Due to the ruling of the case, licensing arrangements by the forest service of the Department of Agriculture were reviewed and it was determined that additional ecologists and administrative staff were needed to implement proper assessments.
According to the Irish Times, Ireland currently has about 11 percent of land under forest, but the target is to reach 18 percent by 2050. The achievement of this goal requires an annual afforestation program of 15,000 hectares. However, the government targets from 2014-2016 were for the planting of just 8,000 hectares each year.
Ryan says that because of the European court ruling, the turn out for this year “is likely to be about 2,500 hectares.”
He said targets “remain at high risk due to current Department of Agriculture administration” and stressed that “urgent political action” was needed if planting were to go ahead this November.
He added that failure to plant in sufficient numbers in the past several years had the potential to wipe out his business.
“A new planting season begins in November and without political intervention we will face the same situation next year.”
Five million trees have already been shredded in the last three years, the Irish Times reports.
The problem of backlog in the approval of licenses was raised last month by Labour Party spokesperson on agriculture Seán Sherlock.
“The backlog of allocating licenses is severe and having a real impact on those awaiting their licenses,” said deputy Sherlock.
“There is a backlog of over 1,500 applications awaiting approval and the run-rate of licenses being issued is about a quarter of what the sector needs.
Agriland reports that Deputy Sherlock submitted a parliamentary question on the matter to the new Minister for Agriculture, Food and the Marine Dara Calleary.
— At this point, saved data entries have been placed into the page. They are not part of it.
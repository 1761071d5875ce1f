//! Shared primitives and traits for the kmerscope workspace.
//!
//! `kmerscope-core` provides the foundation the engine crate builds on:
//!
//! - **Error types** — [`KmerscopeError`] and [`Result`] for structured error handling
//! - **Traits** — [`Sequence`] and [`Summarizable`]

pub mod error;
pub mod traits;

pub use error::{KmerscopeError, Result};
pub use traits::*;
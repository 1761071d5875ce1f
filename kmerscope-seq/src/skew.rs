//! GC skew along a genome.

use kmerscope_core::Result;

use crate::alphabet;

/// Running `#G - #C`, one entry per base.
///
/// Entry `i` covers `genome[..=i]`; there is no leading zero.
///
/// # Errors
///
/// Returns an error for bytes outside `{A, C, G, T}`.
pub fn skew(genome: &[u8]) -> Result<Vec<i64>> {
    let genome = alphabet::normalize(genome)?;
    let mut running = 0i64;
    Ok(genome
        .iter()
        .map(|&b| {
            match b {
                b'G' => running += 1,
                b'C' => running -= 1,
                _ => {}
            }
            running
        })
        .collect())
}

/// Indices into [`skew`] where it reaches its minimum, ascending.
///
/// Empty for an empty genome.
pub fn minimum_skew(genome: &[u8]) -> Result<Vec<usize>> {
    let values = skew(genome)?;
    let Some(&min) = values.iter().min() else {
        return Ok(Vec::new());
    };
    Ok(values
        .iter()
        .enumerate()
        .filter(|&(_, &v)| v == min)
        .map(|(i, _)| i)
        .collect())
}

#[cfg(test)]
mod tests {
    use super::*;

    #[test]
    fn running_skew() {
        assert_eq!(skew(b"CATGGGCATCGGCCATACGCC").unwrap()[..6], [-1, -1, -1, 0, 1, 2]);
        assert_eq!(skew(b"gcAT").unwrap(), vec![1, 0, 0, 0]);
    }

    #[test]
    fn minimum_positions() {
        // skew: -1 -2 -1 -2 -1
        assert_eq!(minimum_skew(b"CCGCG").unwrap(), vec![1, 3]);
        assert_eq!(minimum_skew(b"AAAA").unwrap(), vec![0, 1, 2, 3]);
    }

    #[test]
    fn empty_genome() {
        assert!(skew(b"").unwrap().is_empty());
        assert!(minimum_skew(b"").unwrap().is_empty());
    }

    #[test]
    fn invalid_symbol() {
        assert!(skew(b"GCN").is_err());
    }
}
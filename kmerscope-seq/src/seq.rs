//! Validated DNA sequence type.
//!
//! [`DnaSeq`] is a newtype over `Vec<u8>`. Construction uppercases and
//! validates every byte against the four-symbol alphabet, so `Deref<Target=[u8]>`
//! and `as_bytes()` hand out slices the engine can use without re-checking.

use std::fmt;
use std::ops::Deref;

use kmerscope_core::{Sequence, Summarizable};

use crate::alphabet;

/// A validated, uppercase `A/C/G/T` sequence.
#[derive(Clone, PartialEq, Eq, PartialOrd, Ord, Hash)]
pub struct DnaSeq {
    data: Vec<u8>,
}

impl DnaSeq {
    /// Create a new validated sequence from raw bytes.
    ///
    /// Input is uppercased; any byte outside `{A, C, G, T}` is an
    /// [`InvalidSymbol`](kmerscope_core::KmerscopeError::InvalidSymbol) error.
    pub fn new(bytes: impl AsRef<[u8]>) -> kmerscope_core::Result<Self> {
        Ok(Self {
            data: alphabet::normalize(bytes.as_ref())?,
        })
    }

    /// Wrap bytes already known to be uppercase `A/C/G/T`.
    pub(crate) fn from_validated(data: Vec<u8>) -> Self {
        Self { data }
    }

    /// Consume the sequence and return the inner byte vector.
    pub fn into_bytes(self) -> Vec<u8> {
        self.data
    }

    /// Return the reverse complement.
    pub fn reverse_complement(&self) -> DnaSeq {
        // rank ^ 0b11 maps A<->T and C<->G.
        let rc = self
            .data
            .iter()
            .rev()
            .filter_map(|&b| alphabet::rank(b))
            .map(|r| alphabet::symbol(r ^ 0b11))
            .collect();
        DnaSeq::from_validated(rc)
    }
}

impl Deref for DnaSeq {
    type Target = [u8];

    fn deref(&self) -> &[u8] {
        &self.data
    }
}

impl AsRef<[u8]> for DnaSeq {
    fn as_ref(&self) -> &[u8] {
        &self.data
    }
}

impl Sequence for DnaSeq {
    fn as_bytes(&self) -> &[u8] {
        &self.data
    }
}

impl Summarizable for DnaSeq {
    fn summary(&self) -> String {
        let preview_len = self.data.len().min(20);
        let preview = String::from_utf8_lossy(&self.data[..preview_len]);
        if self.data.len() > 20 {
            format!(
                "{} sequence ({} bp): {}...",
                alphabet::NAME,
                self.data.len(),
                preview
            )
        } else {
            format!(
                "{} sequence ({} bp): {}",
                alphabet::NAME,
                self.data.len(),
                preview
            )
        }
    }
}

impl fmt::Debug for DnaSeq {
    fn fmt(&self, f: &mut fmt::Formatter<'_>) -> fmt::Result {
        write!(
            f,
            "{}(\"{}\")",
            alphabet::NAME,
            String::from_utf8_lossy(&self.data)
        )
    }
}

impl fmt::Display for DnaSeq {
    fn fmt(&self, f: &mut fmt::Formatter<'_>) -> fmt::Result {
        f.write_str(&String::from_utf8_lossy(&self.data))
    }
}

#[cfg(feature = "serde")]
impl serde::Serialize for DnaSeq {
    fn serialize<S: serde::Serializer>(
        &self,
        serializer: S,
    ) -> std::result::Result<S::Ok, S::Error> {
        let s = std::str::from_utf8(&self.data).map_err(serde::ser::Error::custom)?;
        serializer.serialize_str(s)
    }
}

#[cfg(feature = "serde")]
impl<'de> serde::Deserialize<'de> for DnaSeq {
    fn deserialize<D: serde::Deserializer<'de>>(
        deserializer: D,
    ) -> std::result::Result<Self, D::Error> {
        let s = String::deserialize(deserializer)?;
        Self::new(s.as_bytes()).map_err(serde::de::Error::custom)
    }
}
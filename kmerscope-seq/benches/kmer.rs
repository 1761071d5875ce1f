use criterion::{black_box, criterion_group, criterion_main, BenchmarkId, Criterion};
use kmerscope_seq::{
    find_clumps, frequent_words_with_mismatches, neighbors, FrequencyStrategy, FrequencyTable,
};

fn random_dna(len: usize) -> Vec<u8> {
    let bases = [b'A', b'C', b'G', b'T'];
    let mut seq = Vec::with_capacity(len);
    let mut state: u64 = 42;
    for _ in 0..len {
        state = state.wrapping_mul(6364136223846793005).wrapping_add(1);
        seq.push(bases[((state >> 33) % 4) as usize]);
    }
    seq
}

fn bench_frequency_strategies(c: &mut Criterion) {
    let mut group = c.benchmark_group("frequency_table");
    let text = random_dna(2_000);

    for k in [4usize, 8] {
        for strategy in [
            FrequencyStrategy::BruteForce,
            FrequencyStrategy::DirectIndexed,
            FrequencyStrategy::Sorted,
        ] {
            group.bench_with_input(
                BenchmarkId::new(format!("{:?}", strategy), k),
                &k,
                |b, &k| b.iter(|| FrequencyTable::build(black_box(&text), k, strategy)),
            );
        }
    }

    group.finish();
}

fn bench_neighbors(c: &mut Criterion) {
    let mut group = c.benchmark_group("neighbors");
    let pattern = random_dna(12);

    for d in [1usize, 2, 3] {
        group.bench_with_input(BenchmarkId::from_parameter(d), &d, |b, &d| {
            b.iter(|| neighbors(black_box(&pattern), d))
        });
    }

    group.finish();
}

fn bench_frequent_with_mismatches(c: &mut Criterion) {
    let text = random_dna(1_000);
    c.bench_function("frequent_words_with_mismatches_k8_d2", |b| {
        b.iter(|| frequent_words_with_mismatches(black_box(&text), 8, 2))
    });
}

fn bench_clumps(c: &mut Criterion) {
    let mut group = c.benchmark_group("find_clumps");

    // ~100 kbp genome, classic ori-search parameters.
    let genome = random_dna(100_000);
    group.bench_function("k9_t3_L500", |b| {
        b.iter(|| find_clumps(black_box(&genome), 9, 3, 500))
    });

    group.finish();
}

criterion_group!(
    benches,
    bench_frequency_strategies,
    bench_neighbors,
    bench_frequent_with_mismatches,
    bench_clumps
);
criterion_main!(benches);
In response, Minister Calleary said: “There are currently delays to issuing decisions on forestry license applications, which are as a result of the changes made to internal Appropriate Assessment Procedures [AAP].
“These were introduced in response to important Court of Justice of the European Union [CJEU] decisions and their subsequent interpretation by the FAC and others. These findings meant that in order to grant licenses which fully meet environmental requirements, fundamental changes to the licensing system were unavoidable.
"My department has a detailed project plan in place for dealing with the current backlog and new applications, which includes significant investment in extra resources required to deliver the plan.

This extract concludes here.